- _Work required_
Take the data below and copy exactly the lines starting at the one with "use std::collections::HashMap;" and finishing at the one with "header: String, token: String", both included.

- _Dataset extract_
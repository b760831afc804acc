//! broker_vault
//!
//! File-backed, encrypted key-value store for credentials (component A).
//! The on-disk file is a JSON document `{ version, salt, entries }`; each
//! entry is AES-256-GCM ciphertext with a random 96-bit IV, keyed by a
//! scrypt-derived key over the file's persistent salt and an
//! operator-supplied passphrase.
//!
//! Storage key = "{protocol}:{target}". Secrets are never returned from
//! `list()`; only metadata.

use aes_gcm::aead::{Aead, KeyInit};
use aes_gcm::{Aes256Gcm, Key, Nonce};
use rand::RngCore;
use serde::{Deserialize, Serialize};
use std::collections::HashMap;
use std::fs;
use std::io::Write;
use std::path::{Path, PathBuf};
use thiserror::Error;

#[derive(Debug, Error)]
pub enum VaultError {
    #[error("io error: {0}")]
    Io(#[from] std::io::Error),
    #[error("json error: {0}")]
    Json(#[from] serde_json::Error),
    #[error("vault file is corrupt: {0}")]
    Corrupt(String),
    #[error("encryption failure")]
    Crypto,
    #[error("credential not found for {0}")]
    NotFound(String),
    #[error("credential is not an oauth2 entry: {0}")]
    NotOAuth(String),
}

// ---------------------------------------------------------------------
// Credential model (spec.md §3)
// ---------------------------------------------------------------------

#[derive(Debug, Clone, Serialize, Deserialize)]
#[serde(tag = "type", rename_all = "snake_case")]
pub enum Credential {
    Bearer { token: String },
    ApiKey { header: String, token: String },
    Basic { username: String, password: String },
    Query { param: String, token: String },
    #[serde(rename = "oauth2")]
    OAuth2 {
        access_token: String,
        refresh_token: String,
        expires_at: f64,
        scopes: Vec<String>,
        refresh_url: String,
        client_id: String,
    },
    Opaque { value: String },
}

- _Response_
use std::collections::HashMap;
use std::fs;
use std::io::Write;
use std::path::{Path, PathBuf};
use thiserror::Error;

#[derive(Debug, Error)]
pub enum VaultError {
    #[error("io error: {0}")]
    Io(#[from] std::io::Error),
    #[error("json error: {0}")]
    Json(#[from] serde_json::Error),
    #[error("vault file is corrupt: {0}")]
    Corrupt(String),
    #[error("encryption failure")]
    Crypto,
    #[error("credential not found for {0}")]
    NotFound(String),
    #[error("credential is not an oauth2 entry: {0}")]
    NotOAuth(String),
}

// ---------------------------------------------------------------------
// Credential model (spec.md §3)
// ---------------------------------------------------------------------

#[derive(Debug, Clone, Serialize, Deserialize)]
#[serde(tag = "type", rename_all = "snake_case")]
pub enum Credential {
    Bearer { token: String },
    ApiKey { header: String, token: String },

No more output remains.